I didn’t have the language for it then, but looking back, I can see how his personal correspondence may have encouraged me during a sensitive and uncertain time in my life.
Not long afterward, I ordered his book Thoughts Through Space. It arrived a few weeks later in an oversized brown padded envelope. To my surprise, inside was a thick hardcover copy of the book. I had been expecting a paperback.
The book felt heavy in my hands. Its dark blue cover and gold-lettered title gave it the appearance of something old and important, while the thick, parchment-colored pages made it feel as though it belonged to another era. It even carried a slight musty smell.
Sitting on my bed in my downstairs basement bedroom, I opened to the front cover and was thrilled to discover Sherman’s handwritten inscription directed to me:
“Dear John: My thoughts go out through space to wish for you the finest things in life!”

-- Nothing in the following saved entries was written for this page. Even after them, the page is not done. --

//! # Marketplace engine public API
//!
//! The `mkt_api` module exposes the programmatic API for the marketplace. Each API is a thin struct generic over the
//! backend traits it needs, so a caller only has to provide what it actually uses.
//!
//! * [`checkout_flow_api`] turns carts into purchases and settles them, either through an external payment provider
//!   or directly. It is the only API that changes a purchase's status.
//! * [`catalog_api`] lets sellers manage products and buyers browse them.
//! * [`purchases_api`] reads the purchase ledger: purchase histories and download libraries.
//! * [`payout_api`] derives seller earnings, analytics and platform totals from paid purchases.
//!
//! ```rust,ignore
//! use marketplace_engine::{CatalogApi, SqliteDatabase};
//! let db = SqliteDatabase::new_with_url("sqlite://data/marketplace.db", 5).await?;
//! let api = CatalogApi::new(db);
//! let product = api.view_product(&product_id).await?;
//! ```

pub mod catalog_api;
pub mod checkout_flow_api;
pub mod checkout_objects;
pub mod errors;
pub mod payout_api;
pub mod payout_objects;
pub mod purchase_objects;
pub mod purchases_api;
use actix_web::{dev::Payload, FromRequest, HttpRequest};
use futures::future::{ready, Ready};
use log::debug;
use marketplace_engine::checkout_objects::is_valid_email;

use crate::errors::ServerError;

/// The header an upstream gateway uses to pass the authenticated seller's id
pub const SELLER_ID_HEADER: &str = "mkt-seller-id";
/// The header an upstream gateway uses to pass the authenticated buyer's email address
pub const BUYER_EMAIL_HEADER: &str = "mkt-buyer-email";

fn header_value(req: &HttpRequest, name: &str) -> Option<String> {
    req.headers().get(name).and_then(|v| v.to_str().ok()).map(|s| s.trim().to_string()).filter(|s| !s.is_empty())
}

/// The seller making the request. Sessions are terminated upstream, which forwards the seller id in a header.
#[derive(Debug, Clone, PartialEq, Eq)]
pub struct SellerIdentity(pub String);

impl FromRequest for SellerIdentity {
    type Error = ServerError;
    type Future = Ready<Result<Self, Self::Error>>;

    fn from_request(req: &HttpRequest, _payload: &mut Payload) -> Self::Future {
        let result = header_value(req, SELLER_ID_HEADER).map(SellerIdentity).ok_or_else(|| {
            debug!("💻️ Seller request to {} has no {SELLER_ID_HEADER} header", req.path());
            ServerError::MissingIdentity(format!("The {SELLER_ID_HEADER} header is required"))
        });
        ready(result)
    }
}

/// The buyer making the request, identified by email address.
#[derive(Debug, Clone, PartialEq, Eq)]
pub struct BuyerIdentity(pub String);

impl FromRequest for BuyerIdentity {
    type Error = ServerError;
    type Future = Ready<Result<Self, Self::Error>>;

    fn from_request(req: &HttpRequest, _payload: &mut Payload) -> Self::Future {
        let result = match header_value(req, BUYER_EMAIL_HEADER) {
            Some(email) if is_valid_email(&email) => Ok(BuyerIdentity(email)),
            Some(email) => Err(ServerError::ValidationError(format!("'{email}' is not a valid email address"))),
            None => Err(ServerError::MissingIdentity(format!("The {BUYER_EMAIL_HEADER} header is required"))),
        };
        ready(result)
    }
}
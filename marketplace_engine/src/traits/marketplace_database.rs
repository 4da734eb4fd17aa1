use crate::{
    db_types::{PurchaseId, StatusTransition},
    traits::{CatalogManagement, PurchaseError, PurchaseManagement, TransitionResult},
};

/// The highest level of behaviour for marketplace backends.
///
/// Besides the catalog and the ledger, a backend must be able to move a purchase through its status machine
/// atomically, including the side effects attached to each transition.
#[allow(async_fn_in_trait)]
pub trait MarketplaceDatabase: Clone + CatalogManagement + PurchaseManagement {
    /// The URL of the database
    fn url(&self) -> &str;

    /// Applies `transition` to the purchase in a single atomic unit.
    ///
    /// The update is conditional on the purchase currently being in the transition's source state. That condition is
    /// the idempotency gate: of any number of concurrent or repeated calls, at most one returns
    /// [`TransitionResult::Applied`]. The others return [`TransitionResult::Unchanged`] with the purchase as it now is.
    ///
    /// For [`StatusTransition::Settle`], every line item's product has its sales counter incremented by the item's
    /// quantity in the same transaction, and `transaction_id` (if given) replaces the stored reference.
    ///
    /// Returns [`PurchaseError::PurchaseNotFound`] if there is no such purchase.
    async fn apply_transition(
        &self,
        id: &PurchaseId,
        transition: StatusTransition,
        transaction_id: Option<&str>,
    ) -> Result<TransitionResult, PurchaseError>;
}
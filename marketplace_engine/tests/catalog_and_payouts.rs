use marketplace_engine::{
    checkout_objects::CheckoutRequest,
    db_types::{NewProduct, PaymentProviderKind, PaymentStatus, ProductStatus, ProductUpdate},
    events::EventProducers,
    payout_objects::CommissionRate,
    traits::{CatalogError, ProductQueryFilter},
    CatalogApi,
    PayoutApi,
    PurchasesApi,
};
use mkt_common::Cents;
use support::*;

mod support;

#[tokio::test]
async fn catalog_lifecycle() {
    let db = new_test_db().await;
    let api = CatalogApi::new(db.clone());

    let err = api.create_product(NewProduct::new("seller_a", "Bad", Cents::from(-1))).await.unwrap_err();
    assert!(matches!(err, CatalogError::NegativePrice));
    let err = api.create_product(NewProduct::new("seller_a", "  ", Cents::from(100))).await.unwrap_err();
    assert!(matches!(err, CatalogError::InvalidProduct(_)));

    let brushes = NewProduct::new("seller_a", "Watercolour brushes", Cents::from(1200)).with_category("art");
    let brushes = api.create_product(brushes).await.unwrap();
    let fonts = NewProduct::new("seller_b", "Display fonts", Cents::from(800)).with_category("type");
    let fonts = api.create_product(fonts).await.unwrap();
    let draft = NewProduct::new("seller_a", "Secret brushes", Cents::from(500)).with_status(ProductStatus::Draft);
    let draft = api.create_product(draft).await.unwrap();
    assert_eq!(brushes.stats.views, 0);
    assert_eq!(brushes.stats.sales, 0);

    let found = api.browse_products(ProductQueryFilter::default().with_search("BRUSH")).await.unwrap();
    assert_eq!(found.len(), 1);
    assert_eq!(found[0].id, brushes.id);
    let found = api.browse_products(ProductQueryFilter::default().with_category("type")).await.unwrap();
    assert_eq!(found.len(), 1);
    assert_eq!(found[0].id, fonts.id);

    let viewed = api.view_product(&brushes.id).await.unwrap().unwrap();
    assert_eq!(viewed.stats.views, 1);
    let viewed = api.view_product(&brushes.id).await.unwrap().unwrap();
    assert_eq!(viewed.stats.views, 2);
    // Drafts are not public, and looking at them does not count
    assert!(api.view_product(&draft.id).await.unwrap().is_none());
    assert_eq!(api.product_by_id(&draft.id).await.unwrap().unwrap().stats.views, 0);
    assert!(api.view_product(&"prod_missing".into()).await.unwrap().is_none());

    let update = ProductUpdate::default().with_price(Cents::from(1500));
    let updated = api.update_product(&brushes.id, update).await.unwrap();
    assert_eq!(updated.price, Cents::from(1500));
    assert_eq!(updated.stats.views, 2);
    let err = api.update_product(&brushes.id, ProductUpdate::default()).await.unwrap_err();
    assert!(matches!(err, CatalogError::UpdateNoOp));
    let err = api.update_product(&"prod_missing".into(), ProductUpdate::default().with_title("x")).await.unwrap_err();
    assert!(matches!(err, CatalogError::ProductNotFound(_)));

    let suspended = api.suspend_product(&brushes.id).await.unwrap();
    assert_eq!(suspended.status, ProductStatus::Suspended);
    assert!(api.view_product(&brushes.id).await.unwrap().is_none());
    let found = api.browse_products(ProductQueryFilter::default().with_search("brush")).await.unwrap();
    assert!(found.is_empty());
    assert_eq!(api.seller_products("seller_a").await.unwrap().len(), 2);
    tear_down(&db).await;
}

#[tokio::test]
async fn payouts_and_analytics() {
    let db = new_test_db().await;
    let a1 = add_product(&db, "seller_a", "A one", 2000).await;
    let a2 = add_product(&db, "seller_a", "A two", 1005).await;
    let b1 = add_product(&db, "seller_b", "B one", 500).await;
    let catalog = CatalogApi::new(db.clone());
    let checkout = checkout_api(&db, None, EventProducers::default());
    let payouts = PayoutApi::new(db.clone(), CommissionRate::from_bps(1000).unwrap());
    let purchases = PurchasesApi::new(db.clone());

    for _ in 0..4 {
        catalog.view_product(&a1.id).await.unwrap();
    }
    catalog.view_product(&a2.id).await.unwrap();
    catalog.view_product(&b1.id).await.unwrap();

    // Paid: a1 x1, a2 x1, b1 x2
    let req = CheckoutRequest::new("x@example.com", PaymentProviderKind::Paypal)
        .with_item(a1.id.clone(), 1)
        .with_item(a2.id.clone(), 1)
        .with_item(b1.id.clone(), 2);
    checkout.checkout(req).await.unwrap();
    // Pending only, never counted
    let req = CheckoutRequest::new("y@example.com", PaymentProviderKind::Paypal).with_item(a1.id.clone(), 5);
    checkout.initiate(req).await.unwrap();
    // Paid then refunded, drops out of payouts
    let req = CheckoutRequest::new("y@example.com", PaymentProviderKind::Paypal).with_item(a1.id.clone(), 1);
    let refunded = checkout.checkout(req).await.unwrap().purchase().clone();
    checkout.refund_purchase(&refunded.id).await.unwrap();

    let a = payouts.payouts_for_seller("seller_a").await.unwrap();
    assert_eq!(a.accruals.len(), 1);
    let usd = &a.accruals[0];
    assert_eq!(usd.currency, "usd");
    assert_eq!(usd.gross, Cents::from(3005));
    assert_eq!(usd.commission, Cents::from(301));
    assert_eq!(usd.net, Cents::from(2704));
    assert_eq!(usd.purchase_count, 1);
    assert_eq!(usd.units_sold, 2);
    assert!(a.payout_account_id.is_none());

    catalog.link_payout_account("seller_b", "acct_123").await.unwrap();
    let b = payouts.payouts_for_seller("seller_b").await.unwrap();
    assert_eq!(b.accruals[0].gross, Cents::from(1000));
    assert_eq!(b.accruals[0].net, Cents::from(900));
    assert_eq!(b.payout_account_id.as_deref(), Some("acct_123"));

    let nobody = payouts.payouts_for_seller("seller_z").await.unwrap();
    assert!(nobody.accruals.is_empty());
    let summary = payouts.payout_summary().await.unwrap();
    assert_eq!(summary.iter().map(|s| s.seller_id.as_str()).collect::<Vec<_>>(), vec!["seller_a", "seller_b"]);

    // Sales are historical: the refunded unit still counts
    let analytics = payouts.seller_analytics("seller_a").await.unwrap();
    assert_eq!(analytics.products, 2);
    assert_eq!(analytics.views, 5);
    assert_eq!(analytics.sales, 3);
    assert_eq!(analytics.revenue.get("usd"), Some(&Cents::from(3005)));
    assert_eq!(analytics.conversion_rate, 60.0);

    let stats = payouts.platform_stats().await.unwrap();
    assert_eq!(stats.sellers, 2);
    assert_eq!(stats.products, 3);
    assert_eq!(stats.paid_purchases, 1);
    assert_eq!(stats.revenue.get("usd"), Some(&Cents::from(4005)));
    assert_eq!(stats.commission.get("usd"), Some(&Cents::from(401)));

    let history = purchases.purchases_for_buyer("y@example.com").await.unwrap();
    assert_eq!(history.purchases.len(), 2);
    let downloads = purchases.downloads_for_buyer("x@example.com").await.unwrap();
    assert_eq!(downloads.len(), 3);
    assert!(downloads.iter().all(|d| d.download_url.starts_with("/api/downloads/prod_")));
    assert!(purchases.downloads_for_buyer("y@example.com").await.unwrap().is_empty());
    let refunded = purchases.purchase_by_id(&refunded.id).await.unwrap().unwrap();
    assert_eq!(refunded.payment_status, PaymentStatus::Refunded);
    tear_down(&db).await;
}
use std::{collections::BTreeMap, fmt::Display, str::FromStr};

use mkt_common::Cents;
use serde::{Deserialize, Serialize};
use thiserror::Error;

pub const DEFAULT_COMMISSION_BPS: i64 = 1_000;

/// The platform's cut of each sale, in basis points (1/100th of a percent).
#[derive(Debug, Clone, Copy, PartialEq, Eq, Serialize, Deserialize)]
#[serde(transparent)]
pub struct CommissionRate(i64);

#[derive(Debug, Clone, PartialEq, Eq, Error)]
#[error("Invalid commission rate: {0}")]
pub struct CommissionRateError(String);

impl CommissionRate {
    pub fn from_bps(bps: i64) -> Result<Self, CommissionRateError> {
        if (0..=10_000).contains(&bps) {
            Ok(Self(bps))
        } else {
            Err(CommissionRateError(format!("{bps} basis points is outside 0-10000")))
        }
    }

    pub fn bps(&self) -> i64 {
        self.0
    }

    pub fn commission_on(&self, gross: Cents) -> Cents {
        gross.basis_points(self.0)
    }
}

impl Default for CommissionRate {
    fn default() -> Self {
        Self(DEFAULT_COMMISSION_BPS)
    }
}

/// Parses a percentage with at most two decimal places, e.g. `"10"` or `"12.5"`.
impl FromStr for CommissionRate {
    type Err = CommissionRateError;

    fn from_str(s: &str) -> Result<Self, Self::Err> {
        // A percentage to two places is a whole number of basis points, which is exactly what Cents parses
        let bps = Cents::from_str(s.trim().trim_end_matches('%')).map_err(|e| CommissionRateError(e.to_string()))?;
        Self::from_bps(bps.value())
    }
}

impl Display for CommissionRate {
    fn fmt(&self, f: &mut std::fmt::Formatter<'_>) -> std::fmt::Result {
        write!(f, "{}%", Cents::from(self.0))
    }
}

/// What a seller has earned in one currency, over all paid purchases.
#[derive(Debug, Clone, PartialEq, Eq, Serialize, Deserialize)]
pub struct PayoutAccrual {
    pub currency: String,
    pub gross: Cents,
    pub commission: Cents,
    pub net: Cents,
    /// Number of paid purchases containing at least one of the seller's items
    pub purchase_count: i64,
    pub units_sold: i64,
}

#[derive(Debug, Clone, PartialEq, Eq, Serialize, Deserialize)]
pub struct SellerPayouts {
    pub seller_id: String,
    pub commission: CommissionRate,
    pub payout_account_id: Option<String>,
    pub accruals: Vec<PayoutAccrual>,
}

#[derive(Debug, Clone, PartialEq, Serialize, Deserialize)]
pub struct SellerAnalytics {
    pub seller_id: String,
    pub products: i64,
    pub views: i64,
    pub sales: i64,
    /// Gross revenue from paid purchases, by currency
    pub revenue: BTreeMap<String, Cents>,
    /// Sales per hundred views, to two decimal places. Zero when there are no views.
    pub conversion_rate: f64,
}

#[derive(Debug, Clone, PartialEq, Eq, Serialize, Deserialize)]
pub struct PlatformStats {
    pub sellers: i64,
    pub products: i64,
    pub paid_purchases: i64,
    pub revenue: BTreeMap<String, Cents>,
    pub commission: BTreeMap<String, Cents>,
}

pub fn conversion_rate(sales: i64, views: i64) -> f64 {
    if views <= 0 {
        return 0.0;
    }
    #[allow(clippy::cast_precision_loss)]
    let rate = sales as f64 / views as f64 * 100.0;
    (rate * 100.0).round() / 100.0
}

In the weeks that followed, I began using these books in an effort to make things better.
I recited the prayer meditation each night before going to bed. This practice gave me a warm feeling of being held and protected by an invisible force I hoped would watch over me and protect me.
From Psycho-Cybernetics, I started to rehearse in my mind’s eye successfully shooting foul shots on the basketball court, hoping to improve my performance and increase my chances of becoming a starter on the high school team.
In Thoughts Through Space, I was fascinated by the idea that thought itself could travel and influence the mind of another. At night, lying in bed, I would focus my thoughts outward toward a high school friend, as if I might be able to reach his mind and send him messages.
Looking back, I can see that each of these approaches, though different in form, pointed in the same direction.
Whether it was prayer, visualization, or directing thought outward, each suggested something within me needed to be improved, strengthened, or brought into alignment.
Only later would I begin to recognize how easily this way of thinking can also carry the sense that something about the self needs fixing or repair.
What I did not yet understand was how naturally this longing could evolve into a search for a more complete and authoritative vision of reality.
Over time, that search would lead me into deep involvement with a religious movement that appeared to provide the right answers to my most pressing questions.
I felt fortunate to have found a story large enough to make sense of my life. It gave me a way to stand in the world with confidence and conviction about the future.
My steps grew lighter. There was more energy and bounce in my stride. My posture straightened. I smiled a lot more. I felt a renewed sense of purpose and meaning to my life.
But over time, things began to happen that gradually loosened the certainty I had once carried so completely.
I recall an experience during this period involving a co-worker who invited me to attend a Sunday service at his church. At one point during the service, a slim, elderly-looking man with silver-gray hair came to the front to give his personal testimony of faith. Early in his remarks, he said:
“I must be different than most people. Because, since the beginning of my faith journey many years ago, I’ve not changed one iota regarding my conviction about the truth of our teachings.”
Sitting there next to my co-worker, I marveled at what he had just said. Here was a man involved with his faith for decades who had not altered his views about his church and its teachings one bit. I took him at his word.
On my train ride back home afterward, I thought a lot about what this man had to say. What struck me was not whether he was right or wrong, sincere or insincere.
It was the realization that I could never again inhabit certainty in quite the same way.



Perhaps there is more growth done in that gray area of uncertainty. Take a deep breath and enjoy the ride called life--still a mystery to me.